La memoria diminuisce se non la tieni in esercizio.

(Marco Tullio Cicerone)

Se la mente è quella preziosa facoltà che ci distingue dagli altri animali, “perdere la mente” (de-mentia) è di sicuro una grande sventura.

Le Demenze, di cui la Malattia di Alzheimer rappresenta la forma più nota e diffusa, sono la più comune causa di perdita della mente: un processo regressivo che ci fa tornare indietro a cominciare dai ricordi e dalle esperienze quotidiane più vicine.

Il declino cognitivo coinvolge naturalmente anche la famiglia perché, in questo processo regressivo, gli affetti e le relazioni primarie del nucleo familiare costituiscono il primo baluardo chiamato a farsene carico. Affrontare i problemi connessi a questa malattia, sempre più diffusa nella nostra società a causa del progressivo invecchiamento della popolazione, vuol dire pensare e organizzare un ventaglio di risposte e interventi capaci per affrontare al meglio la sfida che abbiamo di fronte. In questo senso vogliamo ricordare il punto 3 della Dichiarazione Finale dei rappresentanti del G8 riuniti in uno storico incontro a Londra l’11 dicembre 2013 “Lavorare insieme, condividere le informazioni sulla ricerca e identificare aree strategiche prioritarie”. Tale indicazione è stata fortemente ribadita lo scorso anno nell’analogo G7 di Tokyo.

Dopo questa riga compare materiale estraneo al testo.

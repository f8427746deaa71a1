use std::path::PathBuf;

use clap::Parser;

/// corewire: validated, typed Bitcoin Core RPC calls from the command line.
///
/// Parameters are given by name, either as `key=value` pairs (values are
/// parsed as JSON when possible, otherwise taken as strings) or as a single
/// JSON object.
#[derive(Parser)]
#[command(version, about)]
pub struct Cli {
    /// Bitcoin Core RPC URL.
    #[arg(long, default_value = "http://127.0.0.1:8332", env = "COREWIRE_RPC_URL")]
    pub rpc_url: String,

    /// RPC username (requires --rpc-pass).
    #[arg(long, env = "COREWIRE_RPC_USER")]
    pub rpc_user: Option<String>,

    /// RPC password (requires --rpc-user).
    #[arg(long, env = "COREWIRE_RPC_PASS")]
    pub rpc_pass: Option<String>,

    /// Bitcoin Core `.cookie` file, used when no user/pass is given.
    #[arg(long, env = "COREWIRE_RPC_COOKIE_FILE")]
    pub rpc_cookie_file: Option<PathBuf>,

    /// Wallet for wallet-scoped methods, unless params set `wallet_name`.
    #[arg(long, env = "COREWIRE_WALLET")]
    pub wallet: Option<String>,

    /// Explicit JSON-RPC request id.
    #[arg(long)]
    pub id: Option<String>,

    /// Total attempts for calls failing with a 5xx-class transport error.
    #[arg(long, default_value = "1")]
    pub attempts: u32,

    /// Base delay between attempts, in milliseconds (grows linearly).
    #[arg(long, default_value = "250")]
    pub backoff_ms: u64,

    /// Maximum outbound RPC requests per second.
    #[arg(long)]
    pub rpc_requests_per_second: Option<u32>,

    /// RPC method name, e.g. `getblockchaininfo`.
    pub method: String,

    /// Named parameters: `key=value ...` or one JSON object.
    pub params: Vec<String>,
}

È perciò necessaria un’organizzazione integrata e coordinata di più professionisti, una vera e propria “task force” che si faccia carico della diagnosi precoce, del trattamento farmacologico, del sostegno psicologico alla famiglia e dei caregiver, del trattamento riabilitativo delle funzioni cognitive per mantenere il più a lungo le capacità funzionali e le autonomie della vita quotidiana per proteggere e rafforzare la dignità della persona malata e la qualità della sua vita quotidiana e infine di diffondere a livello sociale strategie preventive.

È necessario che gli operatori che si occupano di questo problema siano motivati, sempre più preparati e culturalmente aggiornati per avere a disposizione tutti gli strumenti conoscitivi per rispondere a tutte queste necessità così complesse.

Nell’ambito della prevenzione particolare rilevanza assume da questo punto di vista un concetto neuro-epidemiologico abbastanza recente, la cosiddetta “Riserva Cognitiva”.

Il concetto di Riserva Cognitiva nasce alla fine degli anni 80 dall'osservazione che spesso non esiste una relazione diretta tra l’entità del danno cerebrale e la gravità dei sintomi clinici.

Questo modello suggerisce che il cervello tenta attivamente di far fronte ai danni causati dall'età o da una patologia, utilizzando processi cognitivi preesistenti o compensativi. Si presuppone che, anche se due pazienti hanno la stessa quantità di riserva cerebrale, il paziente con più Riserva Cognitiva, rispetto a quello con minore riserva cognitiva, tollererà più a lungo una lesione anche molto più grave, prima che siano evidenti i segni della compromissione clinica. La Riserva Cognitiva può essere pensata come il modo flessibile ed efficiente con cui l'individuo utilizza la riserva cerebrale a sua disposizione e resiste alla fisiologica o patologica alterazione dei processi cognitivi.

Le differenze individuali non sono pertanto strutturali, nell’anatomia, ma nelle modalità con le quali vengono elaborate le informazioni. Tali modalità permettono una migliore capacità di far fronte al danno cerebrale. Tra i fattori ambientali che entrano in gioco nella costruzione della nostra Riserva cognitiva annoveriamo: una corretta alimentazione (la dieta mediterranea è tra le più protettive); una corretta igiene del sonno; l’astensione dal consumo di sigarette; il quoziente intellettivo (QI); un alto livello di scolarizzazione; il livello di occupazione e realizzazione professionale; lo status socioeconomico; l’impegno nel sociale/volontariato; la pratica di attività spirituali/religiose; l’impegno in attività stimolanti/hobby.

Particolarmente rilevante questo ultimo punto. Indipendentemente dalla professione svolta o dal livello di scolarizzazione, comunque influenti, sembra che più di ogni altro fattore sia fondamentale per fortificare e accrescere la nostra Riserva Cognitiva stimolarsi durante la vita “normale” in modo ripetitivo e variegato sia a livello cognitivo che emotivo.

Più ci gratifichiamo, più ci coinvolgiamo con passatempi piacevoli e diversificati, più elaboriamo in modo emotivamente positivo le nostre esperienze, qualunque esse siano, più il nostro cervello si accresce e si potenzia. Un’evidenza non da poco in un mondo dove lo stress e più in generale la disfunzionalità emotiva sembra siano diventati una regola.

È impossibile trasformare le tenebre in luce e l'apatia in movimento senza emozione.